What needs to be done:
Read through the listing below, and copy every line where the string "into" appears.

Supplied records:
#####

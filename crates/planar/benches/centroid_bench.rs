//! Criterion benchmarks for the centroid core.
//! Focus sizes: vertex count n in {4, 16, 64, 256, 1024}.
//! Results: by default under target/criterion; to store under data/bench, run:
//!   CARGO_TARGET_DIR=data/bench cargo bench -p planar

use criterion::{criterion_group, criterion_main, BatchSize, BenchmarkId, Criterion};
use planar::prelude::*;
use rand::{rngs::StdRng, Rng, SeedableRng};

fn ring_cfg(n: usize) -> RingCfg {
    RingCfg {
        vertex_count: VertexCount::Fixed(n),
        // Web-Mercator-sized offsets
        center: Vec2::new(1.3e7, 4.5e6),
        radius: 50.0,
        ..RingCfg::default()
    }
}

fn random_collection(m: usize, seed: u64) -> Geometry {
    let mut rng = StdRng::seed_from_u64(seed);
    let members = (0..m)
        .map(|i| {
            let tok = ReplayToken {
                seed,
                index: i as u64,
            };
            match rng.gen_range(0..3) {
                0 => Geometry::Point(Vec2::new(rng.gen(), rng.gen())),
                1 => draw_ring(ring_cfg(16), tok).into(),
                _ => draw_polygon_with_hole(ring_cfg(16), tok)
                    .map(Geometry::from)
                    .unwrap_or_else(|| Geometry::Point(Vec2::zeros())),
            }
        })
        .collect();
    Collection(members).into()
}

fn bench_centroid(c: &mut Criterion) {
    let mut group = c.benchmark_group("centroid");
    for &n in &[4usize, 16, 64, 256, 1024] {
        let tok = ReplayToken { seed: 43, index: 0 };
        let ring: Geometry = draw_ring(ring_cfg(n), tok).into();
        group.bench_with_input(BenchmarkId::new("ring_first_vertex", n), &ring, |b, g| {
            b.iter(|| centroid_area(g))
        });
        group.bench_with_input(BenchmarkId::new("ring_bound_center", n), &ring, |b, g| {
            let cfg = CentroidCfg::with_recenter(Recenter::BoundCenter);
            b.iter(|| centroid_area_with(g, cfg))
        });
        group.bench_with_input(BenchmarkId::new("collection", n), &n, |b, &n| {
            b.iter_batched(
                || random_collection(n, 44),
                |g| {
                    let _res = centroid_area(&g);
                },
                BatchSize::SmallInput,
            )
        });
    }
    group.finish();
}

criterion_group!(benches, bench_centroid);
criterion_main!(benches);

#####

Your solution:
                1 => draw_ring(ring_cfg(16), tok).into(),
    Collection(members).into()
        let ring: Geometry = draw_ring(ring_cfg(n), tok).into();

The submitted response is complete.